**Your task**.
Your task is to give the data again, exactly, with every line intact.

[Stored data]
....................
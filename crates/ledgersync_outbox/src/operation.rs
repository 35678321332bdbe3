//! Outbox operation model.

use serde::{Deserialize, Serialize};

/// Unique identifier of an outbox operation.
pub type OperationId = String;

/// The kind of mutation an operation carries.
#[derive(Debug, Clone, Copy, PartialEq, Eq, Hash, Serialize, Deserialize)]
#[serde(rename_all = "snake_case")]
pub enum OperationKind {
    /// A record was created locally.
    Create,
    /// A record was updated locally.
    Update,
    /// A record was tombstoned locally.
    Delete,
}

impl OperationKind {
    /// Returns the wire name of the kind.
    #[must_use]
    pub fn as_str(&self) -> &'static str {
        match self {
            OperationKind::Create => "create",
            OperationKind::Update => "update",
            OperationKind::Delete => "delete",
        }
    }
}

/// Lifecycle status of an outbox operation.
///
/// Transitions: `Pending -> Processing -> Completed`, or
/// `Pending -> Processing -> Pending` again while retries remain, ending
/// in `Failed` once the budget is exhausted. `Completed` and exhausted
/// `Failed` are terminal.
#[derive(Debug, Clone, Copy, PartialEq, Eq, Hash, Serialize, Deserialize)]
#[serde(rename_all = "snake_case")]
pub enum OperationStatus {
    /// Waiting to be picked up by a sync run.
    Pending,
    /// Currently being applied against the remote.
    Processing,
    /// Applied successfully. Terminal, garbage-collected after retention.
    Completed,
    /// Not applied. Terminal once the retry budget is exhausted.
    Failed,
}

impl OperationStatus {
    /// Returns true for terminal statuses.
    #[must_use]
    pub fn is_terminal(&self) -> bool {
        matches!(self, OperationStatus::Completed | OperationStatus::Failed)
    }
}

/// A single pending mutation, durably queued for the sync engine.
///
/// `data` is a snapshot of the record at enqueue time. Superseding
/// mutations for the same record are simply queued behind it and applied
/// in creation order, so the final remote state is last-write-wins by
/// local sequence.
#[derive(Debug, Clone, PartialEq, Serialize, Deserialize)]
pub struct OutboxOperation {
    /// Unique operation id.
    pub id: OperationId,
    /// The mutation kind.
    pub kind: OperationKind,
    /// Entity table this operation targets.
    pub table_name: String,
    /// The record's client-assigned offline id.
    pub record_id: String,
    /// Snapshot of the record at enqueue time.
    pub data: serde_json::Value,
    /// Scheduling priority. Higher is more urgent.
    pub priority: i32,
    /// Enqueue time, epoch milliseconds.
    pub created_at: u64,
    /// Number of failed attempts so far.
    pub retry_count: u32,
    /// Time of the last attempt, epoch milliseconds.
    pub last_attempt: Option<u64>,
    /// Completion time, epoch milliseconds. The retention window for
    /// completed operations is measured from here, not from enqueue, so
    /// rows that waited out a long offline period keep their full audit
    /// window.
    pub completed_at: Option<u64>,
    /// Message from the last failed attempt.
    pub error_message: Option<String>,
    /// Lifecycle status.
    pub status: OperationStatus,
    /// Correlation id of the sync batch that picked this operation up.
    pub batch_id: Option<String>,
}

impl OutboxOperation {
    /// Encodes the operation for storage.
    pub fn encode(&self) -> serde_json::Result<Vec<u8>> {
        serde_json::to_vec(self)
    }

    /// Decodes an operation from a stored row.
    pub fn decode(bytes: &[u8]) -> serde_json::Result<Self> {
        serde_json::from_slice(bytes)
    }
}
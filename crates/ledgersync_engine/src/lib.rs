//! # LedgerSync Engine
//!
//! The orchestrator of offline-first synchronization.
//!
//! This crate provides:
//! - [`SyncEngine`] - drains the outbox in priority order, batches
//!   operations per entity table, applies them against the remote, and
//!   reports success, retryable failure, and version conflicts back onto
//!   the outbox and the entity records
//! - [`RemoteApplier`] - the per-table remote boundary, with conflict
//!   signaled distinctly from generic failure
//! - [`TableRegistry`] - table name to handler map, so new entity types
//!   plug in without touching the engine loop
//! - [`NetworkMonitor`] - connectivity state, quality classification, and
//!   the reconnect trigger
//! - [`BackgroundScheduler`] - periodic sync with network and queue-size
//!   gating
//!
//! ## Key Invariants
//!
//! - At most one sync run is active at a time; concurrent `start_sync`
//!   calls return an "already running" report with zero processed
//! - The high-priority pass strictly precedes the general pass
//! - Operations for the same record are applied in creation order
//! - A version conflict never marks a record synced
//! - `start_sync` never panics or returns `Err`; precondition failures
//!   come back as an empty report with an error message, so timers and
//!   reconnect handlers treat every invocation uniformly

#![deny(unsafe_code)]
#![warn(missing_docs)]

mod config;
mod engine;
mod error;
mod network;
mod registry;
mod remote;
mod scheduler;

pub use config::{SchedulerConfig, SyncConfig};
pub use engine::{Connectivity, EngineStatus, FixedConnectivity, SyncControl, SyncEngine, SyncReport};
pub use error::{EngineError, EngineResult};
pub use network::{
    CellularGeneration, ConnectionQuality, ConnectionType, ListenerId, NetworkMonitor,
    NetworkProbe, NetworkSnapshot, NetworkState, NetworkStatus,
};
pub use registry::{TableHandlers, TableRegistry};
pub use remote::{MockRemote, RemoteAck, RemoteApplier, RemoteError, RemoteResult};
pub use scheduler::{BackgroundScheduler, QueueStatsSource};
....................
**Response box**.
filename crates/ledgersync_outbox/src/operation.rs
repository 35678321332bdbe3
//! Outbox operation model.

use serde::{Deserialize, Serialize};

/// Unique identifier of an outbox operation.
pub type OperationId = String;

/// The kind of mutation an operation carries.
#[derive(Debug, Clone, Copy, PartialEq, Eq, Hash, Serialize, Deserialize)]
#[serde(rename_all = "snake_case")]
pub enum OperationKind {
    /// A record was created locally.
    Create,
    /// A record was updated locally.
    Update,
    /// A record was tombstoned locally.
    Delete,
}

impl OperationKind {
    /// Returns the wire name of the kind.
    #[must_use]
    pub fn as_str(&self) -> &'static str {
        match self {
            OperationKind::Create => "create",
            OperationKind::Update => "update",
            OperationKind::Delete => "delete",
        }
    }
}

/// Lifecycle status of an outbox operation.
///
/// Transitions: `Pending -> Processing -> Completed`, or
/// `Pending -> Processing -> Pending` again while retries remain, ending
/// in `Failed` once the budget is exhausted. `Completed` and exhausted
/// `Failed` are terminal.
#[derive(Debug, Clone, Copy, PartialEq, Eq, Hash, Serialize, Deserialize)]
#[serde(rename_all = "snake_case")]
pub enum OperationStatus {
    /// Waiting to be picked up by a sync run.
    Pending,
    /// Currently being applied against the remote.
    Processing,
    /// Applied successfully. Terminal, garbage-collected after retention.
    Completed,
    /// Not applied. Terminal once the retry budget is exhausted.
    Failed,
}

impl OperationStatus {
    /// Returns true for terminal statuses.
    #[must_use]
    pub fn is_terminal(&self) -> bool {
        matches!(self, OperationStatus::Completed | OperationStatus::Failed)
    }
}

/// A single pending mutation, durably queued for the sync engine.
///
/// `data` is a snapshot of the record at enqueue time. Superseding
/// mutations for the same record are simply queued behind it and applied
/// in creation order, so the final remote state is last-write-wins by
/// local sequence.
#[derive(Debug, Clone, PartialEq, Serialize, Deserialize)]
pub struct OutboxOperation {
    /// Unique operation id.
    pub id: OperationId,
    /// The mutation kind.
    pub kind: OperationKind,
    /// Entity table this operation targets.
    pub table_name: String,
    /// The record's client-assigned offline id.
    pub record_id: String,
    /// Snapshot of the record at enqueue time.
    pub data: serde_json::Value,
    /// Scheduling priority. Higher is more urgent.
    pub priority: i32,
    /// Enqueue time, epoch milliseconds.
    pub created_at: u64,
    /// Number of failed attempts so far.
    pub retry_count: u32,
    /// Time of the last attempt, epoch milliseconds.
    pub last_attempt: Option<u64>,
    /// Completion time, epoch milliseconds. The retention window for
    /// completed operations is measured from here, not from enqueue, so
    /// rows that waited out a long offline period keep their full audit
    /// window.
    pub completed_at: Option<u64>,
    /// Message from the last failed attempt.
    pub error_message: Option<String>,
    /// Lifecycle status.
    pub status: OperationStatus,
    /// Correlation id of the sync batch that picked this operation up.
    pub batch_id: Option<String>,
}

impl OutboxOperation {
    /// Encodes the operation for storage.
    pub fn encode(&self) -> serde_json::Result<Vec<u8>> {
        serde_json::to_vec(self)
    }

    /// Decodes an operation from a stored row.
    pub fn decode(bytes: &[u8]) -> serde_json::Result<Self> {
        serde_json::from_slice(bytes)
    }
}
filename crates/ledgersync_engine/src/lib.rs
//! # LedgerSync Engine
//!
//! The orchestrator of offline-first synchronization.
//!
//! This crate provides:
//! - [`SyncEngine`] - drains the outbox in priority order, batches
//!   operations per entity table, applies them against the remote, and
//!   reports success, retryable failure, and version conflicts back onto
//!   the outbox and the entity records
//! - [`RemoteApplier`] - the per-table remote boundary, with conflict
//!   signaled distinctly from generic failure
//! - [`TableRegistry`] - table name to handler map, so new entity types
//!   plug in without touching the engine loop
//! - [`NetworkMonitor`] - connectivity state, quality classification, and
//!   the reconnect trigger
//! - [`BackgroundScheduler`] - periodic sync with network and queue-size
//!   gating
//!
//! ## Key Invariants
//!
//! - At most one sync run is active at a time; concurrent `start_sync`
//!   calls return an "already running" report with zero processed
//! - The high-priority pass strictly precedes the general pass
//! - Operations for the same record are applied in creation order
//! - A version conflict never marks a record synced
//! - `start_sync` never panics or returns `Err`; precondition failures
//!   come back as an empty report with an error message, so timers and
//!   reconnect handlers treat every invocation uniformly

#![deny(unsafe_code)]
#![warn(missing_docs)]

mod config;
mod engine;
mod error;
mod network;
mod registry;
mod remote;
mod scheduler;

pub use config::{SchedulerConfig, SyncConfig};
pub use engine::{Connectivity, EngineStatus, FixedConnectivity, SyncControl, SyncEngine, SyncReport};
pub use error::{EngineError, EngineResult};
pub use network::{
    CellularGeneration, ConnectionQuality, ConnectionType, ListenerId, NetworkMonitor,
    NetworkProbe, NetworkSnapshot, NetworkState, NetworkStatus,
};
pub use registry::{TableHandlers, TableRegistry};
pub use remote::{MockRemote, RemoteAck, RemoteApplier, RemoteError, RemoteResult};
pub use scheduler::{BackgroundScheduler, QueueStatsSource};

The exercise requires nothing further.